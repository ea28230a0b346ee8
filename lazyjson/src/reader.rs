// SPDX-License-Identifier: Apache-2.0

//! Byte sources for [`StreamContext`](crate::StreamContext).
//!
//! [`ChunkReader`] serves an in-memory slice, optionally a few bytes at a time to mimic
//! packets arriving from a socket. With the `std` feature, [`IoReader`] adapts anything
//! implementing `std::io::Read`.
//!
//! # Example
//!
//! ```rust
//! use lazyjson::{parse_array, ChunkReader, StreamContext};
//!
//! let ctx = StreamContext::new(ChunkReader::new(b"[1, 2, 3]", 2));
//! let mut sum = 0u32;
//! parse_array(&ctx, |value| {
//!     sum += value.to::<u32>()?;
//!     Ok(())
//! })
//! .unwrap();
//! assert_eq!(sum, 6);
//! ```

/// Trait for input sources feeding a stream context.
pub trait Reader {
    /// The error type returned by read operations
    type Error;

    /// Read data into the provided buffer.
    /// Returns the number of bytes read, or an error.
    ///
    /// # Contract
    /// - A return value of 0 **MUST** indicate true end of stream
    /// - Implementations may block until at least one byte is available
    fn read(&mut self, buf: &mut [u8]) -> Result<usize, Self::Error>;
}

/// A [`Reader`] over a byte slice, handing out at most `chunk_size` bytes per call.
#[derive(Debug)]
pub struct ChunkReader<'a> {
    data: &'a [u8],
    pos: usize,
    chunk_size: usize,
}

impl<'a> ChunkReader<'a> {
    /// Create a reader returning at most `chunk_size` bytes (minimum 1) per `read()`.
    pub fn new(data: &'a [u8], chunk_size: usize) -> Self {
        Self {
            data,
            pos: 0,
            chunk_size: chunk_size.max(1),
        }
    }

    /// Create a reader that hands out as much of `data` as each buffer can hold.
    pub fn full_slice(data: &'a [u8]) -> Self {
        Self {
            data,
            pos: 0,
            chunk_size: usize::MAX,
        }
    }
}

impl Reader for ChunkReader<'_> {
    type Error = ();

    fn read(&mut self, buf: &mut [u8]) -> Result<usize, Self::Error> {
        let remaining = self.data.get(self.pos..).unwrap_or_default();
        let count = remaining.len().min(buf.len()).min(self.chunk_size);
        match (buf.get_mut(..count), remaining.get(..count)) {
            (Some(dest), Some(src)) => {
                dest.copy_from_slice(src);
                self.pos = self.pos.saturating_add(count);
                Ok(count)
            }
            _ => Ok(0),
        }
    }
}

/// Adapts a `std::io::Read` into a [`Reader`].
///
/// Interrupted reads are retried; any other I/O error is returned to the context.
#[cfg(feature = "std")]
#[derive(Debug)]
pub struct IoReader<R>(pub R);

#[cfg(feature = "std")]
impl<R: std::io::Read> Reader for IoReader<R> {
    type Error = std::io::Error;

    fn read(&mut self, buf: &mut [u8]) -> Result<usize, Self::Error> {
        loop {
            match self.0.read(buf) {
                Err(e) if e.kind() == std::io::ErrorKind::Interrupted => continue,
                other => return other,
            }
        }
    }
}

#[cfg(test)]
mod tests {
    use super::*;

    #[test]
    fn test_full_slice_reader_basic() {
        let mut reader = ChunkReader::full_slice(b"hello world");

        let mut buf = [0u8; 5];
        assert_eq!(reader.read(&mut buf), Ok(5));
        assert_eq!(&buf, b"hello");

        let mut buf = [0u8; 10];
        assert_eq!(reader.read(&mut buf), Ok(6));
        assert_eq!(&buf[..6], b" world");

        assert_eq!(reader.read(&mut buf), Ok(0));
    }

    #[test]
    fn test_chunk_reader_limits_each_read() {
        let mut reader = ChunkReader::new(b"hello world", 4);
        let mut buf = [0u8; 10];
        assert_eq!(reader.read(&mut buf), Ok(4));
        assert_eq!(&buf[..4], b"hell");
        assert_eq!(reader.read(&mut buf), Ok(4));
        assert_eq!(&buf[..4], b"o wo");
        assert_eq!(reader.read(&mut buf), Ok(3));
        assert_eq!(&buf[..3], b"rld");
        assert_eq!(reader.read(&mut buf), Ok(0));
    }

    #[test]
    fn test_chunk_reader_zero_chunk_size() {
        let mut reader = ChunkReader::new(b"hello", 0);
        let mut buf = [0u8; 10];
        assert_eq!(reader.read(&mut buf), Ok(1));
        assert_eq!(buf[0], b'h');
    }

    #[cfg(feature = "std")]
    #[test]
    fn test_io_reader_reads_cursor() {
        let mut reader = IoReader(std::io::Cursor::new(b"[true]".to_vec()));
        let mut buf = [0u8; 16];
        assert_eq!(reader.read(&mut buf).unwrap(), 6);
        assert_eq!(reader.read(&mut buf).unwrap(), 0);
    }
}
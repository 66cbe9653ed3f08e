//! Starter dairy catalogue, saved through the normal write path so it is
//! queued for sync like any other record.

use milkrecord_core::{Money, Product};
use milkrecord_sync::RecordWriter;
use tracing::info;

use crate::error::{CliError, CliResult};

/// (name, category, unit, rupees, emoji)
const STARTER_CATALOGUE: [(&str, &str, &str, i64, &str); 10] = [
    ("Cow Milk", "milk", "L", 64, "🥛"),
    ("Buffalo Milk", "milk", "L", 72, "🥛"),
    ("Paneer", "paneer", "kg", 400, "🧀"),
    ("Ghee", "ghee", "L", 600, "🧈"),
    ("Curd", "curd", "kg", 80, "🥣"),
    ("Lassi", "curd", "glass", 60, "🥣"),
    ("Barfi", "sweets", "kg", 300, "🍬"),
    ("Jalebi", "sweets", "kg", 200, "🍬"),
    ("Bread", "bakery", "pkt", 40, "🥐"),
    ("Biscuits", "bakery", "pkt", 30, "🥐"),
];

pub fn starter_products() -> Vec<Product> {
    STARTER_CATALOGUE
        .iter()
        .map(|&(name, category, unit, rupees, emoji)| Product {
            name: name.to_string(),
            category: category.to_string(),
            unit: unit.to_string(),
            price_paise: Money::from_rupees_paise(rupees, 0).paise(),
            emoji: Some(emoji.to_string()),
            is_active: true,
        })
        .collect()
}

/// Saves every starter product. Returns how many reached the cloud.
pub async fn seed_catalogue(writer: &RecordWriter) -> CliResult<usize> {
    let mut synced = 0;

    for product in starter_products() {
        let name = product.name.clone();
        let result = writer.save(None, product).await;

        if !result.success {
            return Err(CliError::SeedFailed {
                name,
                message: result.message,
            });
        }

        if result.synced {
            synced += 1;
        }
        info!(product = %name, id = ?result.id(), "{}", result.message);
    }

    Ok(synced)
}
//! # Error Types
//!
//! Domain-specific error types for milkrecord-core.
//!
//! ## Error Hierarchy
//! ```text
//! ┌─────────────────────────────────────────────────────────────────────────┐
//! │                         Error Types                                     │
//! │                                                                         │
//! │  milkrecord-core errors (this file)                                    │
//! │  ├── CoreError        - Envelope / payload decoding failures           │
//! │  └── ValidationError  - Payload rule violations                        │
//! │                                                                         │
//! │  milkrecord-db errors (separate crate)                                 │
//! │  └── DbError          - Local store failures                           │
//! │                                                                         │
//! │  milkrecord-sync errors (separate crate)                               │
//! │  └── SyncError        - Config, remote, timeout failures               │
//! │                                                                         │
//! │  Flow: ValidationError → CoreError → SyncError → SaveResult.message    │
//! └─────────────────────────────────────────────────────────────────────────┘
//! ```

use thiserror::Error;

// =============================================================================
// Core Error
// =============================================================================

/// Core domain errors.
#[derive(Debug, Error)]
pub enum CoreError {
    /// Unknown record type / table name.
    ///
    /// ## When This Occurs
    /// - A route passes a table name that is not one of the synced kinds
    /// - A corrupted row carries an unexpected `record_type`
    #[error("Unknown record type: {0}")]
    UnknownRecordKind(String),

    /// Unknown sync status string.
    #[error("Unknown sync status: {0}")]
    UnknownSyncStatus(String),

    /// Payload JSON does not match the typed payload for its kind.
    #[error("Invalid {kind} payload: {reason}")]
    InvalidPayload { kind: String, reason: String },

    /// Validation error (wraps ValidationError).
    #[error("Validation error: {0}")]
    Validation(#[from] ValidationError),
}

// =============================================================================
// Validation Error
// =============================================================================

/// Input validation errors.
///
/// These errors occur when a payload doesn't meet business requirements.
/// The write path checks them before anything touches the local store.
#[derive(Debug, Error)]
pub enum ValidationError {
    /// A required field is missing or empty.
    #[error("{field} is required")]
    Required { field: String },

    /// Field value is too long.
    #[error("{field} must be at most {max} characters")]
    TooLong { field: String, max: usize },

    /// Numeric value is out of range.
    #[error("{field} must be between {min} and {max}")]
    OutOfRange { field: String, min: f64, max: f64 },

    /// Value must be positive.
    #[error("{field} must be positive")]
    MustBePositive { field: String },

    /// Value must not be negative.
    #[error("{field} must not be negative")]
    MustNotBeNegative { field: String },

    /// Invalid format (e.g., phone number with letters).
    #[error("{field} has invalid format: {reason}")]
    InvalidFormat { field: String, reason: String },

    /// Too many entries in a collection field.
    #[error("{field} cannot have more than {max} entries")]
    TooMany { field: String, max: usize },
}

impl ValidationError {
    /// Shorthand for [`ValidationError::Required`].
    pub fn required(field: impl Into<String>) -> Self {
        ValidationError::Required {
            field: field.into(),
        }
    }
}

// =============================================================================
// Result Type Alias
// =============================================================================

/// Convenience type alias for Results with CoreError.
pub type CoreResult<T> = Result<T, CoreError>;

// =============================================================================
// Unit Tests
// =============================================================================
○ ○ ○ ○ ○
▶ [YOUR TASK]
Copying word for word, give each line of the data above from the first one through the line containing "let remaining = self.data.get(self.pos..).unwrap_or_default();", and nothing else.

▶ [ANSWER BELOW]
repository ea28230a0b346ee8
filename lazyjson/src/reader.rs
// SPDX-License-Identifier: Apache-2.0

//! Byte sources for [`StreamContext`](crate::StreamContext).
//!
//! [`ChunkReader`] serves an in-memory slice, optionally a few bytes at a time to mimic
//! packets arriving from a socket. With the `std` feature, [`IoReader`] adapts anything
//! implementing `std::io::Read`.
//!
//! # Example
//!
//! ```rust
//! use lazyjson::{parse_array, ChunkReader, StreamContext};
//!
//! let ctx = StreamContext::new(ChunkReader::new(b"[1, 2, 3]", 2));
//! let mut sum = 0u32;
//! parse_array(&ctx, |value| {
//!     sum += value.to::<u32>()?;
//!     Ok(())
//! })
//! .unwrap();
//! assert_eq!(sum, 6);
//! ```

/// Trait for input sources feeding a stream context.
pub trait Reader {
    /// The error type returned by read operations
    type Error;

    /// Read data into the provided buffer.
    /// Returns the number of bytes read, or an error.
    ///
    /// # Contract
    /// - A return value of 0 **MUST** indicate true end of stream
    /// - Implementations may block until at least one byte is available
    fn read(&mut self, buf: &mut [u8]) -> Result<usize, Self::Error>;
}

/// A [`Reader`] over a byte slice, handing out at most `chunk_size` bytes per call.
#[derive(Debug)]
pub struct ChunkReader<'a> {
    data: &'a [u8],
    pos: usize,
    chunk_size: usize,
}

impl<'a> ChunkReader<'a> {
    /// Create a reader returning at most `chunk_size` bytes (minimum 1) per `read()`.
    pub fn new(data: &'a [u8], chunk_size: usize) -> Self {
        Self {
            data,
            pos: 0,
            chunk_size: chunk_size.max(1),
        }
    }

    /// Create a reader that hands out as much of `data` as each buffer can hold.
    pub fn full_slice(data: &'a [u8]) -> Self {
        Self {
            data,
            pos: 0,
            chunk_size: usize::MAX,
        }
    }
}

impl Reader for ChunkReader<'_> {
    type Error = ();

    fn read(&mut self, buf: &mut [u8]) -> Result<usize, Self::Error> {
        let remaining = self.data.get(self.pos..).unwrap_or_default();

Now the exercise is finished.